On September 7, 2018 11:54:04 PM EDT, Jeff Hubbs via Ale <ale at ale.org> wrote:
>On 9/7/18 4:52 PM, dev null zero two wrote:
>> that is pretty incredible (never thought to use Gentoo for this
>purpose).
>I use it for everything. :)
>>
>> have you thought about using orchestration tools for this (Kubernetes
>
>> etc.)?
>I have been immersed in enough IRC/forum/StackExchange traffic that I
>know that people do this, but thus far I haven't seen a need past the
>simple crafting of a single readily replicable Linux instance that
>justifies the added complexity. In addition to being able to make
>changes to that instance in chroot on the edge node and reboot the
>workers and any other daemon-running machines (to facilitate this, I
>set
>the machines to boot to disk first and PXE second and then I have a
>script that "breaks" the first drive on each worker node by overwriting
>
>the GPT partition table and forcing a reboot), I can still "fan"
>changes
>via ssh across all nodes serially or simultaneously and I still have
>the
>NFS mechanism available to me (right now, it handles only the Hadoop
>workers file).
>
>By the way, I've done this thing where the node setup script opens the
>optical media tray, which then automatically closes after a few minutes
>
>when the machine reboots. The on-disk instance is set to open and
>immediately close the tray at boot, so if all the machines have optical
>
>drives with trays that can open and close on command there will be
>quite
>an entertaining racket when a whole cluster starts up.
>
>Hey, Jim/Aaron - just think; I could have turned Sutton Middle School
>into a 500-node Hadoop cluster! There's a 24-seat lab at work that'd be
>
>good for about 3.3TiB of HDFS.
>>
>> On Fri, Sep 7, 2018 at 4:46 PM Jeff Hubbs via Ale <ale at ale.org
>> <mailto:ale at ale.org>> wrote:
>>
>> For the past few months, I've been operating an Apache Hadoop
>> cluster at Emory University's Goizueta Business School. That
>> cluster is Gentoo-Linux-based and consists of a dual-homed "edge
>> node" and three 16-GiB-RAM 16-thread two-disk "worker" nodes. The
>> edge node provides NAT for the active cluster nodes and holds a
>> complete mirror of the Gentoo package repository that is updated
>> nightly. There is also an auxiliary edge node (a one-piece Dell
>> Vostro 320) with xorg and xfce that I mostly use to display
>> exported instances of xosview from all of the other nodes so that
>> I can keep an eye on the cluster's operation. Each of the worker
>> nodes carries a standalone Gentoo Linux instance that was flown
>in
>> via rsync from another node while booted to a liveCD-style
>> distribution (SystemRescueCD, which happens to be Gentoo-based).
>>
>> I have since set up the main edge node to form a "shadow cluster"

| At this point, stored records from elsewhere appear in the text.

// Licensed under the Apache License, Version 2.0 (the "License");
// you may not use this file except in compliance with the License.
// You may obtain a copy of the License at
//
// http://www.apache.org/licenses/LICENSE-2.0
//
// Unless required by applicable law or agreed to in writing, software
// distributed under the License is distributed on an "AS IS" BASIS,
// WITHOUT WARRANTIES OR CONDITIONS OF ANY KIND, either express or implied.
// See the License for the specific language governing permissions and
// limitations under the License.

//! The calling surface shared by both drivers
//!
//! Application code is written against [`Connection`] and [`Cursor`] and
//! does not change when the process runs in challenge mode.

use std::collections::VecDeque;

use crate::error::Result;
use crate::value::{ResultSet, Row, Value};

pub trait Connection {
    fn cursor(&self) -> Box<dyn Cursor + '_>;

    fn commit(&self) -> Result<()>;

    fn rollback(&self) -> Result<()>;
}

pub trait Cursor {
    /// Run `query`. With `params`, every `%s` in the query takes one value
    /// and `%%` stands for a literal `%`; without, the query is sent as is.
    ///
    /// Returns the row count: rows returned by a query, or rows changed by
    /// a write.
    fn execute(&mut self, query: &str, params: Option<&[Value]>) -> Result<u64>;

    /// Run `query` once per parameter set. Returns the summed row count.
    fn executemany(&mut self, query: &str, param_sets: &[Vec<Value>]) -> Result<u64> {
        let mut count = 0;
        for params in param_sets {
            count += self.execute(query, Some(params.as_slice()))?;
        }
        Ok(count)
    }

    fn fetchone(&mut self) -> Option<Row>;

    fn fetchmany(&mut self, size: usize) -> Vec<Row>;

    fn fetchall(&mut self) -> Vec<Row>;

    /// Column names of the last result, empty for write statements.
    fn description(&self) -> &[String];

    fn rowcount(&self) -> Option<u64>;

    fn lastrowid(&self) -> Option<u64>;

    /// The SQL text last handed to the database.
    fn last_query(&self) -> Option<&str>;
}

/// Result bookkeeping common to both cursor kinds.
#[derive(Debug, Default)]
pub(crate) struct CursorState {
    columns: Vec<String>,
    pending: VecDeque<Row>,
    rowcount: Option<u64>,
    lastrowid: Option<u64>,
    last_query: Option<String>,
}

impl CursorState {
    /// Forget the previous result before a new statement runs, so a failed
    /// execute leaves nothing stale to fetch.
    pub(crate) fn reset(&mut self) {
        *self = CursorState::default();
    }

    pub(crate) fn record(&mut self, sql: String, result: ResultSet) -> u64 {
        let rowcount = result.rowcount();
        self.rowcount = Some(rowcount);
        self.lastrowid = result.last_insert_id;
        self.columns = result.columns;
        self.pending = result.rows.into();
        self.last_query = Some(sql);
        rowcount
    }

    pub(crate) fn set_last_query(&mut self, sql: String) {
        self.last_query = Some(sql);
    }

    pub(crate) fn fetchone(&mut self) -> Option<Row> {
        self.pending.pop_front()
    }

    pub(crate) fn fetchmany(&mut self, size: usize) -> Vec<Row> {
        let n = size.min(self.pending.len());
        self.pending.drain(..n).collect()
    }

    pub(crate) fn fetchall(&mut self) -> Vec<Row> {
        self.pending.drain(..).collect()
    }

    pub(crate) fn columns(&self) -> &[String] {
        &self.columns
    }

    pub(crate) fn rowcount(&self) -> Option<u64> {
        self.rowcount
    }

    pub(crate) fn lastrowid(&self) -> Option<u64> {
        self.lastrowid
    }

    pub(crate) fn last_query(&self) -> Option<&str> {
        self.last_query.as_deref()
    }
}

>> in addition to the one I've been operating. Via iPXE and dnsmasq
>> on the edge node, any x86_64 system that is connected to the
>> internal cluster network and allowed to PXE-boot will download a
>> stripped-down Gentoo instance via HTTP (served up by nginx), boot
>> to this instance in RAM, and execute a bash script that finds,
>> partitions, and formats all of that system's disks, downloads and
>> writes to those disks a complete Gentoo Linux instance, installs
>> and configures the GRUB bootloader, sets a hostname based on the
>> system's first NIC's MAC address, and reboots the system into
>that
>> freshly-written instance.
>>
>> At present, there is only one read/write NFS export on the edge
>> node and it holds a flat file that Hadoop uses as a list of
>> available worker nodes. The list is populated by the
>> aforementioned node setup script after the hostname is generated.
>>
>> Both the PXE-booted Gentoo Linux instance and the on-disk
>instance
>> are managed within a chroot on the edge node in a manner not
>> unlike how Gentoo Linux is conventionally installed on a system.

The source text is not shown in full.